Этот портрет я спрятал под стекло письменного стола, чтобы постоянно вглядываться в него и одновременно с присутствием творца «Розы мира» ощущать присутствие этого человека, – благое присутствие просветленного, врачующего и предостерегающего. А вскоре рядом с подаренным мне портретом появился другой, купленный мною в маленьком музейчике под Аустерлицем, куда я попал, путешествуя по Чехии со случайной компанией попутчиков, что называется туристской группой. Странная, признаться, была группа, со всеми признаками несчастных (от неверия своему счастью) русских туристских групп, то ли сирот, то ли бродяг. Странная и похожая то ли на бродяг, то ли на команду подвыпивших музыкантов, играющих на похоронах: все пошатывались, поеживались на ветру и тянули вразнобой. Один – в магазин, другой – в пивную, третий – в подвальчик-варьете.

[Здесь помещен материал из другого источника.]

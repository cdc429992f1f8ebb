//! Comment rows and comment-forest reconstruction
//!
//! The origin renders a thread as a flat list of rows, each indented by a
//! spacer image whose width encodes the nesting depth. Rows are first read
//! into flat [`Comment`] records, then folded into a forest.

use scraper::ElementRef;

use crate::models::Comment;
use crate::parser::sanitize::{clean_content, strip_reply_link};
use crate::parser::selectors::{COMHEAD, COMMENT, COMMTEXT, INDENT_CELL, INDENT_SPACER, USER_LINK};
use crate::parser::{first_item_id, time_ago_in, user_in};
use crate::utils::leading_int;

/// Rebuild the comment forest from document-ordered, level-annotated records
///
/// The parent of a comment is the nearest preceding comment with a strictly
/// lower level. Only parentless comments are returned; everything else hangs
/// off its parent's `comments`, in document order.
///
/// Runs in O(n) with an ancestor stack. The stack holds the indices of the
/// open ancestors with strictly increasing levels, so its top after popping
/// every entry at `level >= current` is exactly the nearest preceding
/// strictly-lower comment.
///
/// A comment whose level is above zero but that has no lower-level
/// predecessor becomes a root itself.
///
/// # Examples
///
/// ```
/// use hnapi::models::Comment;
/// use hnapi::parser::build_comment_tree;
///
/// let flat = [0, 1, 2, 1, 0]
///     .into_iter()
///     .map(|level| Comment { level, ..Default::default() })
///     .collect();
/// let forest = build_comment_tree(flat);
/// assert_eq!(forest.len(), 2);
/// assert_eq!(forest[0].comments.len(), 2);
/// assert_eq!(forest[0].comments[0].comments.len(), 1);
/// ```
pub fn build_comment_tree(flat: Vec<Comment>) -> Vec<Comment> {
    let parents = parent_indices(&flat);

    let mut children: Vec<Vec<Comment>> = vec![Vec::new(); flat.len()];
    let mut roots = Vec::new();

    // Children always follow their parent, so walking backwards finishes
    // every subtree before its parent is moved.
    for (index, mut comment) in flat.into_iter().enumerate().rev() {
        comment
            .comments
            .extend(std::mem::take(&mut children[index]).into_iter().rev());
        match parents[index] {
            Some(parent) => children[parent].push(comment),
            None => roots.push(comment),
        }
    }

    roots.reverse();
    roots
}

/// Parent index of every record, `None` for roots
fn parent_indices(flat: &[Comment]) -> Vec<Option<usize>> {
    let mut stack: Vec<usize> = Vec::new();
    let mut parents = Vec::with_capacity(flat.len());

    for (index, comment) in flat.iter().enumerate() {
        while stack
            .last()
            .is_some_and(|&top| flat[top].level >= comment.level)
        {
            stack.pop();
        }
        parents.push(if comment.level > 0 {
            stack.last().copied()
        } else {
            None
        });
        stack.push(index);
    }

    parents
}

/// Read one comment row into a flat record (no children yet)
///
/// The level comes from the indent spacer alone, so a row without author
/// metadata still lands at the right depth with [`Comment::DELETED`] content.
pub(crate) fn extract_comment_row(row: ElementRef<'_>, indent_unit: u32) -> Comment {
    let level = row_level(row, indent_unit);

    let Some(metadata) = row
        .select(&COMHEAD)
        .find(|head| head.select(&USER_LINK).next().is_some())
    else {
        return Comment {
            level,
            content: Comment::DELETED.to_string(),
            ..Default::default()
        };
    };

    let content = row
        .select(&COMMENT)
        .next()
        .map(|comment| {
            let body = comment.select(&COMMTEXT).next().unwrap_or(comment);
            clean_content(&strip_reply_link(&body.inner_html()))
        })
        .unwrap_or_else(|| clean_content(""));

    Comment {
        id: first_item_id(metadata),
        level,
        user: user_in(metadata).unwrap_or_default(),
        time_ago: time_ago_in(metadata),
        content,
        comments: Vec::new(),
    }
}

/// Nesting depth of a row
///
/// Primary signal is the spacer image width divided by `indent_unit`. Layouts
/// that carry an explicit `indent` attribute on the indent cell are used as
/// a fallback.
fn row_level(row: ElementRef<'_>, indent_unit: u32) -> u32 {
    let unit = i64::from(indent_unit.max(1));

    let from_spacer = row
        .select(&INDENT_SPACER)
        .next()
        .and_then(|img| img.value().attr("width"))
        .and_then(leading_int)
        .map(|width| width / unit);

    let level = from_spacer.or_else(|| {
        row.select(&INDENT_CELL)
            .next()
            .and_then(|cell| cell.value().attr("indent"))
            .and_then(leading_int)
    });

    level
        .and_then(|level| u32::try_from(level).ok())
        .unwrap_or(0)
}

#[cfg(test)]
mod tests {
    use super::*;
    use proptest::prelude::*;
    use scraper::{Html, Selector};

    fn flat(levels: &[u32]) -> Vec<Comment> {
        levels
            .iter()
            .enumerate()
            .map(|(i, &level)| Comment {
                id: Some(i as u64),
                level,
                ..Default::default()
            })
            .collect()
    }

    /// Reference parent assignment: scan backwards for the nearest
    /// strictly-lower level.
    fn naive_parents(levels: &[u32]) -> Vec<Option<usize>> {
        levels
            .iter()
            .enumerate()
            .map(|(i, &level)| {
                if level == 0 {
                    return None;
                }
                (0..i).rev().find(|&j| levels[j] < level)
            })
            .collect()
    }

    /// Flatten a forest back into (id, parent id) pairs in preorder
    fn edges(forest: &[Comment], parent: Option<u64>, out: &mut Vec<(Option<u64>, Option<u64>)>) {
        for comment in forest {
            out.push((comment.id, parent));
            edges(&comment.comments, comment.id, out);
        }
    }

    #[test]
    fn test_two_roots_with_nested_reply() {
        let forest = build_comment_tree(flat(&[0, 1, 2, 1, 0]));

        assert_eq!(forest.len(), 2);
        assert_eq!(forest[0].id, Some(0));
        assert_eq!(forest[1].id, Some(4));

        let first = &forest[0];
        assert_eq!(first.comments.len(), 2);
        assert_eq!(first.comments[0].id, Some(1));
        assert_eq!(first.comments[0].comments[0].id, Some(2));
        assert_eq!(first.comments[0].comments[0].level, 2);
        assert_eq!(first.comments[1].id, Some(3));
        assert!(forest[1].comments.is_empty());
    }

    #[test]
    fn test_second_root_keeps_its_own_subtree() {
        let forest = build_comment_tree(flat(&[0, 0, 1, 2]));

        assert_eq!(forest.len(), 2);
        assert!(forest[0].comments.is_empty());
        assert_eq!(forest[1].comments.len(), 1);
        assert_eq!(forest[1].comments[0].comments[0].id, Some(3));
    }

    #[test]
    fn test_level_jump_attaches_to_nearest_lower() {
        // 0 -> 3 skips levels; 2 then attaches to the level-0 comment
        let forest = build_comment_tree(flat(&[0, 3, 2]));

        assert_eq!(forest.len(), 1);
        let ids: Vec<_> = forest[0].comments.iter().map(|c| c.id).collect();
        assert_eq!(ids, vec![Some(1), Some(2)]);
    }

    #[test]
    fn test_orphan_reply_becomes_root() {
        let forest = build_comment_tree(flat(&[1, 2, 0]));
        assert_eq!(forest.len(), 2);
        assert_eq!(forest[0].id, Some(0));
        assert_eq!(forest[0].comments[0].id, Some(1));
        assert_eq!(forest[1].id, Some(2));
    }

    #[test]
    fn test_empty_input() {
        assert!(build_comment_tree(Vec::new()).is_empty());
    }

    #[test]
    fn test_row_without_metadata_is_deleted() {
        let doc = Html::parse_fragment(
            r#"<table><tr><td><img src="s.gif" width="80" height="1"></td>
               <td class="default"><div><span class="comhead"></span></div></td></tr></table>"#,
        );
        let selector = Selector::parse("table").unwrap();
        let row = doc.select(&selector).next().unwrap();

        let comment = extract_comment_row(row, 40);
        assert!(comment.is_deleted());
        assert_eq!(comment.level, 2);
        assert!(comment.user.is_empty());
        assert_eq!(comment.id, None);
    }

    #[test]
    fn test_row_with_metadata() {
        let doc = Html::parse_fragment(
            r#"<table><tr><td class="ind" indent="1"><img src="s.gif" width="40" height="1"></td>
               <td class="default">
                 <div><span class="comhead"><a href="user?id=alice" class="hnuser">alice</a>
                   <span class="age"><a href="item?id=501">3 hours ago</a></span></span></div>
                 <div class="comment"><span class="commtext c00">Agreed.<p>Second line</p></span>
                   <div class="reply"><p><font size="1"><u><a href="reply?id=501">reply</a></u></font></p></div>
                 </div>
               </td></tr></table>"#,
        );
        let selector = Selector::parse("table").unwrap();
        let row = doc.select(&selector).next().unwrap();

        let comment = extract_comment_row(row, 40);
        assert_eq!(comment.id, Some(501));
        assert_eq!(comment.level, 1);
        assert_eq!(comment.user, "alice");
        assert_eq!(comment.time_ago, "3 hours ago");
        assert_eq!(comment.content, "<p>Agreed.<p>Second line");
    }

    #[test]
    fn test_indent_unit_is_configurable() {
        let doc = Html::parse_fragment(
            r#"<table><tr><td><img src="s.gif" width="60"></td><td></td></tr></table>"#,
        );
        let selector = Selector::parse("table").unwrap();
        let row = doc.select(&selector).next().unwrap();

        assert_eq!(extract_comment_row(row, 20).level, 3);
        assert_eq!(extract_comment_row(row, 40).level, 1);
    }

    proptest! {
        #[test]
        fn prop_stack_matches_backward_scan(levels in prop::collection::vec(0u32..6, 0..60)) {
            let comments = flat(&levels);
            prop_assert_eq!(parent_indices(&comments), naive_parents(&levels));

            let forest = build_comment_tree(comments);
            let mut found = Vec::new();
            edges(&forest, None, &mut found);

            // Preorder of the forest is document order
            let order: Vec<_> = found.iter().map(|(id, _)| *id).collect();
            let expected: Vec<_> = (0..levels.len()).map(|i| Some(i as u64)).collect();
            prop_assert_eq!(order, expected);

            for (i, parent) in naive_parents(&levels).into_iter().enumerate() {
                prop_assert_eq!(found[i].1, parent.map(|p| p as u64));
            }
        }
    }
}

Вот и я был по-сиротски свободен, предоставлен самому себе и сначала исходил пешком всю старую Прагу, припахивающую характерно угольным, с кислинкой дымом печных труб и окутанную розовым осенним туманом, насмотрелся на трубочистов в высоких цилиндрах, наслушался грохота приземистых красных трамваев, постоял на Карловом мосту, разглядывая наброски уличных художников. Побывал на вилле Бертрамка, где хранится светло-каштановый, даже чуть рыжеватый, локон Моцарта. А затем оказался под тем самым Аустерлицем, о котором еще со школьных лет, со времен прочтения «Войны и мира», знал, что именно там Александр I впервые столкнулся в сражении с Наполеоном. И вот маячившее в мечтательной дымке, завораживающее и несбыточное там превратилось в реально сбывшееся здесь. И я увидел тот холм, с которого Александр наблюдал за сражением, почувствовал неуловимое дыхание окружавшего его пространства, и гений здешних мест пронесся надо мною, заставляя неким усилием души, знакомым всем сентиментальным созерцателям, соединить пространство со временем – с поздней осенью 1805 года, когда это происходило. Соединить и тем самым наполнить его предметами, некогда бывшими, но более не существующими, утратившими свою материальную оболочку, истлевшими и распавшимися: чугунными пушками на больших деревянных колесах, шарахающимися от взрывов лошадьми, дымом от выстрелов, барабанной дробью, запахом солдатских сапог, сгоревшего пороха и окровавленных бинтов.